Dysregulation of astrocytic mitochondrial function following exposure to a dopamine metabolite: Implications for Parkinson's disease.

ABSTRACT

The monoamine oxidase metabolite of dopamine, 3,4-dihydroxyphenylacetaldehyde (DOPAL), is hypothesized to induce neurodegeneration in Parkinson's disease (PD). However, DOPAL's effect on astrocyte function is less well known. Furthermore, the conflicting protective and pathological roles of resting and reactive astrocytes in Parkinson's disease have led to astrocytes being characterized as a double-edged sword in this disease. Using the Neu7 rat astrocyte cell line as a model of astrocyte behaviour, we aimed to evaluate the effect of DOPAL on astrocyte viability, reactivity and mitochondrial function. Astrocytic production of hydrogen peroxide and nitrite was indicative of reactivity. Mitochondrial function was assessed using extracellular flux analysis with the Seahorse extracellular flux analysis system and mitochondria membrane potential dye. We found that DOPAL significantly reduces Neu7 viability, induces apoptosis, decreases mitochondrial performance and increases oxidative and nitrative stress in a concentration-dependent manner.
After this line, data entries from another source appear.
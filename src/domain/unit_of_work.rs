use std::fmt;

use serde::{Deserialize, Serialize};

use crate::domain::{LinkKind, Metadata, Priority, Reference};

/// The architectural layer a unit of work belongs to.
#[derive(Debug, Clone, Copy, PartialEq, Eq, PartialOrd, Ord, Hash, Serialize, Deserialize)]
pub enum Layer {
    /// Project skeleton, tooling, shared domain types.
    Foundation,
    /// Persistence, messaging, external services.
    Infrastructure,
    /// Business features.
    Application,
    /// Wiring between systems.
    Integration,
    /// Packaging and release.
    Deployment,
}

impl Layer {
    /// All layers, in build order.
    pub const ALL: [Self; 5] = [
        Self::Foundation,
        Self::Infrastructure,
        Self::Application,
        Self::Integration,
        Self::Deployment,
    ];
}

impl fmt::Display for Layer {
    fn fmt(&self, f: &mut fmt::Formatter<'_>) -> fmt::Result {
        let s = match self {
            Self::Foundation => "Foundation",
            Self::Infrastructure => "Infrastructure",
            Self::Application => "Application",
            Self::Integration => "Integration",
            Self::Deployment => "Deployment",
        };
        f.write_str(s)
    }
}

/// Estimated effort of a unit of work, in whole hours.
///
/// Sources write this either as a number (`24`) or as a numeric string
/// (`"24"`).
#[derive(Debug, Clone, Copy, PartialEq, Eq, PartialOrd, Ord, Serialize, Deserialize)]
#[serde(try_from = "RawEffort", into = "u32")]
pub struct Effort(u32);

impl Effort {
    /// An effort of `hours` hours.
    #[must_use]
    pub const fn hours(hours: u32) -> Self {
        Self(hours)
    }

    /// The number of hours.
    #[must_use]
    pub const fn get(self) -> u32 {
        self.0
    }
}

impl From<Effort> for u32 {
    fn from(effort: Effort) -> Self {
        effort.0
    }
}

#[derive(Deserialize)]
#[serde(untagged)]
enum RawEffort {
    Hours(u32),
    Text(String),
}

impl TryFrom<RawEffort> for Effort {
    type Error = String;

    fn try_from(raw: RawEffort) -> Result<Self, Self::Error> {
        match raw {
            RawEffort::Hours(hours) => Ok(Self(hours)),
            RawEffort::Text(text) => text
                .trim()
                .parse()
                .map(Self)
                .map_err(|_| format!("invalid effort '{text}': expected a whole number of hours")),
        }
    }
}

/// An implementation task linking requirements to engineering effort.
#[derive(Debug, Clone, PartialEq, Serialize, Deserialize)]
pub struct UnitOfWork {
    /// Short human-readable name.
    pub name: String,

    /// What completing the unit of work achieves.
    #[serde(default, skip_serializing_if = "String::is_empty")]
    pub goal: String,

    /// Architectural layer.
    pub layer: Layer,

    /// Scheduling priority, if given.
    #[serde(default, skip_serializing_if = "Option::is_none")]
    pub priority: Option<Priority>,

    /// Units of work that must be completed first, in source order.
    #[serde(default, skip_serializing_if = "Vec::is_empty")]
    pub dependencies: Vec<Reference>,

    /// Requirements this unit of work implements, in source order.
    #[serde(default, skip_serializing_if = "Vec::is_empty")]
    pub implements: Vec<Reference>,

    /// Estimated effort.
    #[serde(
        rename = "estimated_effort_hours",
        alias = "effort",
        default,
        skip_serializing_if = "Option::is_none"
    )]
    pub estimated_effort: Option<Effort>,

    /// Acceptance criteria, kept exactly as written.
    #[serde(default, skip_serializing_if = "serde_yaml::Value::is_null")]
    pub acceptance_criteria: serde_yaml::Value,

    /// Everything else, preserved verbatim.
    #[serde(flatten)]
    pub metadata: Metadata,
}

impl UnitOfWork {
    /// Construct a unit of work with no links and no metadata.
    #[must_use]
    pub fn new(name: impl Into<String>, layer: Layer) -> Self {
        Self {
            name: name.into(),
            goal: String::new(),
            layer,
            priority: None,
            dependencies: Vec::new(),
            implements: Vec::new(),
            estimated_effort: None,
            acceptance_criteria: serde_yaml::Value::Null,
            metadata: Metadata::new(),
        }
    }

    /// All outgoing references, dependencies first.
    pub fn links(&self) -> impl Iterator<Item = (LinkKind, &Reference)> {
        self.dependencies
            .iter()
            .map(|r| (LinkKind::Dependency, r))
            .chain(self.implements.iter().map(|r| (LinkKind::Implements, r)))
    }

    pub(crate) fn references_mut(&mut self) -> impl Iterator<Item = &mut Reference> {
        self.dependencies.iter_mut().chain(self.implements.iter_mut())
    }
}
This is the first in vitro study showing that DOPAL is directly toxic to astrocytes. We predict that the loss of astrocyte viability and the gain of neurotoxic effects, like the increase in oxidative stress, will have detrimental consequences to neuronal viability. This research supports the hypothesis that DOPAL is a contributing factor to PD progression and provides a basis for future research to elucidate the mechanism of DOPAL-induced astrocyte toxicity in PD.